--- Material for this exercise ---

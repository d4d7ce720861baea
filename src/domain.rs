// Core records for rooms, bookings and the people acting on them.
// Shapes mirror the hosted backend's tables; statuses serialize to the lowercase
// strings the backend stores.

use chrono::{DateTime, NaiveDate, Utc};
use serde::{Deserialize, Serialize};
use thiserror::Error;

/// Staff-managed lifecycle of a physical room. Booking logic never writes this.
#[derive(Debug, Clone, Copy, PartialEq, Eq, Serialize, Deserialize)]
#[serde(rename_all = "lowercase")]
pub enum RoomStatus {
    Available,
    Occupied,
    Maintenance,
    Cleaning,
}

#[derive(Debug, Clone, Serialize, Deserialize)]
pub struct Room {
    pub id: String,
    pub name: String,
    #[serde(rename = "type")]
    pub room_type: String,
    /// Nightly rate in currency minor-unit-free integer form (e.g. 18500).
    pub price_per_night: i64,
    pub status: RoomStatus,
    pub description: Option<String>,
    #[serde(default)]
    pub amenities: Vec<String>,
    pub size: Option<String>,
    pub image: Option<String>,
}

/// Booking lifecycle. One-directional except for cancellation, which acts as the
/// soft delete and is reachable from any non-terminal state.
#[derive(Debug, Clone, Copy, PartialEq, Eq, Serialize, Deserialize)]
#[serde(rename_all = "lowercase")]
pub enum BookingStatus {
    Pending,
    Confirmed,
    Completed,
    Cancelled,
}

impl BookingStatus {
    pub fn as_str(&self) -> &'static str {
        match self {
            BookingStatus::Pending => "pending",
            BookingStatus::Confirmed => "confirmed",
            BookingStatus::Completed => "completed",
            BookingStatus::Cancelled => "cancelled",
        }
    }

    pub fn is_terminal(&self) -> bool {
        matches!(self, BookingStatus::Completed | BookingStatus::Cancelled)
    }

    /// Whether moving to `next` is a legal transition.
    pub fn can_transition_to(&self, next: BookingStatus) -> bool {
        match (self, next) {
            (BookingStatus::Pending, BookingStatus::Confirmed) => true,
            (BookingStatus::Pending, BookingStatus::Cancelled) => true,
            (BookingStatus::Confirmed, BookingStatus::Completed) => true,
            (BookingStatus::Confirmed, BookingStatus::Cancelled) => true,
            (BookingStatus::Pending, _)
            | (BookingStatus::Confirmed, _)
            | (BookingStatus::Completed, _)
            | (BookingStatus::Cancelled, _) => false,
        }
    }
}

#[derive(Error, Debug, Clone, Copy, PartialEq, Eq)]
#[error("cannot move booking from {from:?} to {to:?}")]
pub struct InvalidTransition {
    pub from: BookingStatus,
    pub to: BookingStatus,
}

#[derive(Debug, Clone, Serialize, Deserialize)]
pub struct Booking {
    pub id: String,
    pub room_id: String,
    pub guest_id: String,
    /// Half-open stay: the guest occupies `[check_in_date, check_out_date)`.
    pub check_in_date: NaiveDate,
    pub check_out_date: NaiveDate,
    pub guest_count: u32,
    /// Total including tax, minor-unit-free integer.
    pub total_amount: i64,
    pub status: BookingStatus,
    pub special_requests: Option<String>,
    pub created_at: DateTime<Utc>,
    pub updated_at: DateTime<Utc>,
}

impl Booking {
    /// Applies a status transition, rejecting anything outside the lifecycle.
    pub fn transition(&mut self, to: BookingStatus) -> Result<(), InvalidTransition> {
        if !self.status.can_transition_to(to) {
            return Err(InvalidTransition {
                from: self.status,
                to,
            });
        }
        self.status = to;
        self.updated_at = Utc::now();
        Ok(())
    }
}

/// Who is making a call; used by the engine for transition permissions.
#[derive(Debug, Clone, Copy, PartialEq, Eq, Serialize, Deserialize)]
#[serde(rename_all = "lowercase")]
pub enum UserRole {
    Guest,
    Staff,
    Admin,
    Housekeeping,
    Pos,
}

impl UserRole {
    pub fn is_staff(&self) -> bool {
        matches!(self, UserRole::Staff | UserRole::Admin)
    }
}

---

#### [Exercise brief]
An exact copy of all the records above is needed.

#### [Solution to this problem]
repository d4d7ce720861baea
filename src/domain.rs
// Core records for rooms, bookings and the people acting on them.
// Shapes mirror the hosted backend's tables; statuses serialize to the lowercase
// strings the backend stores.

use chrono::{DateTime, NaiveDate, Utc};
use serde::{Deserialize, Serialize};
use thiserror::Error;

/// Staff-managed lifecycle of a physical room. Booking logic never writes this.
#[derive(Debug, Clone, Copy, PartialEq, Eq, Serialize, Deserialize)]
#[serde(rename_all = "lowercase")]
pub enum RoomStatus {
    Available,
    Occupied,
    Maintenance,
    Cleaning,
}

#[derive(Debug, Clone, Serialize, Deserialize)]
pub struct Room {
    pub id: String,
    pub name: String,
    #[serde(rename = "type")]
    pub room_type: String,
    /// Nightly rate in currency minor-unit-free integer form (e.g. 18500).
    pub price_per_night: i64,
    pub status: RoomStatus,
    pub description: Option<String>,
    #[serde(default)]
    pub amenities: Vec<String>,
    pub size: Option<String>,
    pub image: Option<String>,
}

/// Booking lifecycle. One-directional except for cancellation, which acts as the
/// soft delete and is reachable from any non-terminal state.
#[derive(Debug, Clone, Copy, PartialEq, Eq, Serialize, Deserialize)]
#[serde(rename_all = "lowercase")]
pub enum BookingStatus {
    Pending,
    Confirmed,
    Completed,
    Cancelled,
}

impl BookingStatus {
    pub fn as_str(&self) -> &'static str {
        match self {
            BookingStatus::Pending => "pending",
            BookingStatus::Confirmed => "confirmed",
            BookingStatus::Completed => "completed",
            BookingStatus::Cancelled => "cancelled",
        }
    }

    pub fn is_terminal(&self) -> bool {
        matches!(self, BookingStatus::Completed | BookingStatus::Cancelled)
    }

    /// Whether moving to `next` is a legal transition.
    pub fn can_transition_to(&self, next: BookingStatus) -> bool {
        match (self, next) {
            (BookingStatus::Pending, BookingStatus::Confirmed) => true,
            (BookingStatus::Pending, BookingStatus::Cancelled) => true,
            (BookingStatus::Confirmed, BookingStatus::Completed) => true,
            (BookingStatus::Confirmed, BookingStatus::Cancelled) => true,
            (BookingStatus::Pending, _)
            | (BookingStatus::Confirmed, _)
            | (BookingStatus::Completed, _)
            | (BookingStatus::Cancelled, _) => false,
        }
    }
}

#[derive(Error, Debug, Clone, Copy, PartialEq, Eq)]
#[error("cannot move booking from {from:?} to {to:?}")]
pub struct InvalidTransition {
    pub from: BookingStatus,
    pub to: BookingStatus,
}

#[derive(Debug, Clone, Serialize, Deserialize)]
pub struct Booking {
    pub id: String,
    pub room_id: String,
    pub guest_id: String,
    /// Half-open stay: the guest occupies `[check_in_date, check_out_date)`.
    pub check_in_date: NaiveDate,
    pub check_out_date: NaiveDate,
    pub guest_count: u32,
    /// Total including tax, minor-unit-free integer.
    pub total_amount: i64,
    pub status: BookingStatus,
    pub special_requests: Option<String>,
    pub created_at: DateTime<Utc>,
    pub updated_at: DateTime<Utc>,
}

impl Booking {
    /// Applies a status transition, rejecting anything outside the lifecycle.
    pub fn transition(&mut self, to: BookingStatus) -> Result<(), InvalidTransition> {
        if !self.status.can_transition_to(to) {
            return Err(InvalidTransition {
                from: self.status,
                to,
            });
        }
        self.status = to;
        self.updated_at = Utc::now();
        Ok(())
    }
}

/// Who is making a call; used by the engine for transition permissions.
#[derive(Debug, Clone, Copy, PartialEq, Eq, Serialize, Deserialize)]
#[serde(rename_all = "lowercase")]
pub enum UserRole {
    Guest,
    Staff,
    Admin,
    Housekeeping,
    Pos,
}

impl UserRole {
    pub fn is_staff(&self) -> bool {
        matches!(self, UserRole::Staff | UserRole::Admin)
    }
}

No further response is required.